His parade plan foiled, Trump announces ‘one of biggest’ July 4 events
US President Donald Trump has announced plans for a July 4 “Salute to America” at the Lincoln Memorial, seen in this file photo (TASOS KATOPODIS)
Washington (AFP) – After giving up his idea for a huge military parade in Washington, President Donald Trump on Sunday announced a July 4 “Salute to America” that he predicted would be “one of the biggest gatherings” in the city’s history.
“HOLD THE DATE” Trump said in one of a series of tweets early Sunday.
He said the event would be held at the Lincoln Memorial on the west end of the National Mall and would feature a “major fireworks display, entertainment and an address by your favorite President, me!”

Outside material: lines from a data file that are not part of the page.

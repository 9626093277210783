//! Heuristic argument strength scoring.
//!
//! Scores a block of free text on a 0-100 scale using additive keyword and
//! structure rules. The whole pass is a handful of substring scans, cheap
//! enough to run on every keystroke while a student drafts an argument.

use serde::{Deserialize, Serialize};

use super::lexicon::ScoringLexicon;

/// Arguments longer than this many characters earn the length award.
const LENGTH_THRESHOLD_CHARS: usize = 50;

/// Minimum number of sentences for the structure award.
const MIN_SENTENCES: usize = 2;

/// Points awarded per rule.
const LENGTH_POINTS: u32 = 20;
const EVIDENCE_POINTS: u32 = 25;
const LOGIC_POINTS: u32 = 20;
const PERSPECTIVE_POINTS: u32 = 15;
const STRUCTURE_POINTS: u32 = 10;
const CONCLUSION_POINTS: u32 = 10;

/// Upper bound for the final score.
const MAX_SCORE: u32 = 100;

/// Outcome of scoring a single argument.
#[derive(Debug, Clone, Default, PartialEq, Eq, Serialize, Deserialize)]
pub struct ScoreResult {
    /// Total score, clamped to [0, 100].
    pub score: u8,
    /// One summary sentence keyed by the score tier. Empty for blank input.
    pub feedback: Vec<String>,
    /// Qualities the argument demonstrated.
    pub strengths: Vec<String>,
    /// Concrete suggestions for the qualities it missed.
    pub improvements: Vec<String>,
}

/// Scores arguments against a keyword lexicon.
///
/// Each rule awards a fixed number of points and contributes either a
/// strength or an improvement entry. Two rules (perspective-taking and
/// concluding moves) are award-only: missing them costs nothing and
/// produces no suggestion, so beginners are not flooded with advice.
pub struct ArgumentAnalyzer {
    /// Keyword lists consulted by the scoring rules.
    lexicon: ScoringLexicon,
}

impl Default for ArgumentAnalyzer {
    fn default() -> Self {
        Self::new()
    }
}

impl ArgumentAnalyzer {
    /// Creates an analyzer with the built-in English lexicon.
    pub fn new() -> Self {
        Self {
            lexicon: ScoringLexicon::english(),
        }
    }

    /// Creates an analyzer with a custom lexicon.
    pub fn with_lexicon(lexicon: ScoringLexicon) -> Self {
        Self { lexicon }
    }

    /// Score a single argument.
    ///
    /// Blank input (empty or whitespace-only) returns the zero result with
    /// no feedback at all, matching a meter that clears while the input
    /// field is empty.
    pub fn analyze(&self, argument: &str) -> ScoreResult {
        if argument.trim().is_empty() {
            return ScoreResult::default();
        }

        let lowered = argument.to_lowercase();
        let mut score: u32 = 0;
        let mut strengths = Vec::new();
        let mut improvements = Vec::new();

        if argument.chars().count() > LENGTH_THRESHOLD_CHARS {
            score += LENGTH_POINTS;
            strengths.push("Good argument length".to_string());
        } else {
            improvements.push("Try to elaborate more on your point".to_string());
        }

        if contains_any(&lowered, &self.lexicon.evidence) {
            score += EVIDENCE_POINTS;
            strengths.push("Uses evidence or research".to_string());
        } else {
            improvements.push("Consider adding evidence or examples".to_string());
        }

        if contains_any(&lowered, &self.lexicon.logic) {
            score += LOGIC_POINTS;
            strengths.push("Shows logical reasoning".to_string());
        } else {
            improvements.push("Use logical connectors to strengthen reasoning".to_string());
        }

        if contains_any(&lowered, &self.lexicon.perspective) {
            score += PERSPECTIVE_POINTS;
            strengths.push("Considers different perspectives".to_string());
        }

        if sentence_count(argument) >= MIN_SENTENCES {
            score += STRUCTURE_POINTS;
            strengths.push("Well-structured argument".to_string());
        } else {
            improvements.push("Try breaking your argument into multiple points".to_string());
        }

        if contains_any(&lowered, &self.lexicon.conclusion) {
            score += CONCLUSION_POINTS;
            strengths.push("Strong conclusion".to_string());
        }

        let score = score.min(MAX_SCORE) as u8;

        ScoreResult {
            score,
            feedback: vec![feedback_for(score).to_string()],
            strengths,
            improvements,
        }
    }
}

/// Checks whether any lexicon keyword occurs in the lowercased text.
fn contains_any(lowered: &str, keywords: &[String]) -> bool {
    keywords.iter().any(|k| lowered.contains(k.as_str()))
}

/// Counts sentences as non-blank segments between terminal punctuation.
fn sentence_count(text: &str) -> usize {
    text.split(['.', '!', '?'])
        .filter(|part| !part.trim().is_empty())
        .count()
}

/// Summary sentence for a score tier.
fn feedback_for(score: u8) -> &'static str {
    match score {
        80..=100 => "Excellent argument! Strong evidence and reasoning.",
        60..=79 => "Good argument with room for improvement.",
        40..=59 => "Developing argument. Focus on evidence and structure.",
        _ => "Keep building! Add more details and reasoning.",
    }
}

#[cfg(test)]
mod tests {
    use super::*;

    fn analyzer() -> ArgumentAnalyzer {
        ArgumentAnalyzer::new()
    }

    #[test]
    fn test_blank_input_scores_zero_with_no_feedback() {
        let result = analyzer().analyze("");
        assert_eq!(result, ScoreResult::default());

        let result = analyzer().analyze("   \n\t  ");
        assert_eq!(result.score, 0);
        assert!(result.feedback.is_empty());
        assert!(result.strengths.is_empty());
        assert!(result.improvements.is_empty());
    }

    #[test]
    fn test_every_rule_fires_for_full_marks() {
        let argument = "Because the data shows clear improvement, and consider the broader \
                        context, this proves the policy works. In conclusion, it is effective.";
        let result = analyzer().analyze(argument);

        assert_eq!(result.score, 100);
        assert_eq!(
            result.feedback,
            vec!["Excellent argument! Strong evidence and reasoning.".to_string()]
        );
        assert_eq!(result.strengths.len(), 6);
        assert!(result.improvements.is_empty());
    }

    #[test]
    fn test_length_boundary_is_strict() {
        // Exactly 50 characters: no award, suggestion instead.
        let at_limit = "a".repeat(50);
        let result = analyzer().analyze(&at_limit);
        assert!(!result.strengths.iter().any(|s| s == "Good argument length"));
        assert!(result
            .improvements
            .iter()
            .any(|s| s == "Try to elaborate more on your point"));

        // One character over the limit earns the award.
        let over_limit = "a".repeat(51);
        let result = analyzer().analyze(&over_limit);
        assert_eq!(result.score, 20);
        assert!(result.strengths.iter().any(|s| s == "Good argument length"));
    }

    #[test]
    fn test_length_counts_characters_not_bytes() {
        // 51 characters of multi-byte Lithuanian text.
        let argument = "ąčęėįšųūž ąčęėįšųūž ąčęėįšųūž ąčęėįšųūž ąčęėįšųūž ą";
        assert_eq!(argument.chars().count(), 51);

        let result = analyzer().analyze(argument);
        assert!(result.strengths.iter().any(|s| s == "Good argument length"));
    }

    #[test]
    fn test_evidence_keywords_detected() {
        let result = analyzer().analyze("According to recent research, this is true.");
        assert!(result
            .strengths
            .iter()
            .any(|s| s == "Uses evidence or research"));
    }

    #[test]
    fn test_logic_connector_scores_twenty() {
        let result = analyzer().analyze("We should act because it matters.");

        assert_eq!(result.score, 20);
        assert!(result.strengths.iter().any(|s| s == "Shows logical reasoning"));
        assert_eq!(
            result.feedback,
            vec!["Keep building! Add more details and reasoning.".to_string()]
        );
    }

    #[test]
    fn test_award_only_rules_produce_no_suggestions() {
        // Misses every rule: exactly the four suggestion-bearing rules
        // should speak, nothing about perspectives or conclusions.
        let result = analyzer().analyze("Short text");

        assert_eq!(result.score, 0);
        assert_eq!(result.improvements.len(), 4);
        assert!(!result
            .improvements
            .iter()
            .any(|s| s.contains("perspective") || s.contains("conclusion")));
    }

    #[test]
    fn test_structure_needs_two_sentences() {
        let result = analyzer().analyze("Cats are good. Dogs are loyal.");
        assert!(result
            .strengths
            .iter()
            .any(|s| s == "Well-structured argument"));

        let result = analyzer().analyze("Cats are good");
        assert!(result
            .improvements
            .iter()
            .any(|s| s == "Try breaking your argument into multiple points"));
    }

    #[test]
    fn test_therefore_counts_as_logic_and_conclusion() {
        let result = analyzer().analyze("Therefore we must act.");

        assert_eq!(result.score, 30);
        assert!(result.strengths.iter().any(|s| s == "Shows logical reasoning"));
        assert!(result.strengths.iter().any(|s| s == "Strong conclusion"));
    }

    #[test]
    fn test_tier_boundaries() {
        // 20 (length) + 25 (evidence) + 20 (logic) + 15 (perspective) = 80.
        let excellent = "According to research, this works because we tried it; however \
                         results vary widely indeed ok.";
        let result = analyzer().analyze(excellent);
        assert_eq!(result.score, 80);
        assert_eq!(
            result.feedback,
            vec!["Excellent argument! Strong evidence and reasoning.".to_string()]
        );

        // 20 (length) + 25 (evidence) + 15 (perspective) = 60.
        let good = "According to experts, we might consider the other side here.";
        let result = analyzer().analyze(good);
        assert_eq!(result.score, 60);
        assert_eq!(
            result.feedback,
            vec!["Good argument with room for improvement.".to_string()]
        );

        // 20 (length) + 20 (logic) = 40.
        let developing = "This policy helps students because it gives them more freedom daily.";
        let result = analyzer().analyze(developing);
        assert_eq!(result.score, 40);
        assert_eq!(
            result.feedback,
            vec!["Developing argument. Focus on evidence and structure.".to_string()]
        );
    }

    #[test]
    fn test_matching_is_case_insensitive() {
        let result = analyzer().analyze("BECAUSE THEREFORE");
        assert!(result.strengths.iter().any(|s| s == "Shows logical reasoning"));
    }

    #[test]
    fn test_analyze_is_deterministic() {
        let argument = "Research shows that phones distract. However, bans work. Ultimately it helps.";
        let first = analyzer().analyze(argument);
        let second = analyzer().analyze(argument);
        assert_eq!(first, second);
    }
}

After witnessing the grandeur of the Bastille Day parade in Paris in 2017 in the company of President Emmanuel Macron, Trump had pressed for an equally impressive Veterans Day parade in Washington, with marching troops, convoys of armored vehicles and roaring overflights by squadrons of elite fighter jets.
But his military advisers reportedly pushed back, particularly after an estimate surfaced that the event could cost taxpayers as much as $92 million.
In retreating from his plan last August, Trump wrote on Twitter: “Maybe we will do something next year in D.C. when the cost comes WAY DOWN. Now we can buy some more jet fighters!”
The Lincoln Memorial site was, in fact, the scene of one of the largest gatherings in the history of the US capital — the celebrated “I Have a Dream” speech by civil rights leader Martin Luther King Jr. on August 28, 1963, during the March on Washington for Jobs and Freedom.
It drew an estimated 250,000 people, filling the Mall to overflowing from the Lincoln Memorial to the Washington Monument.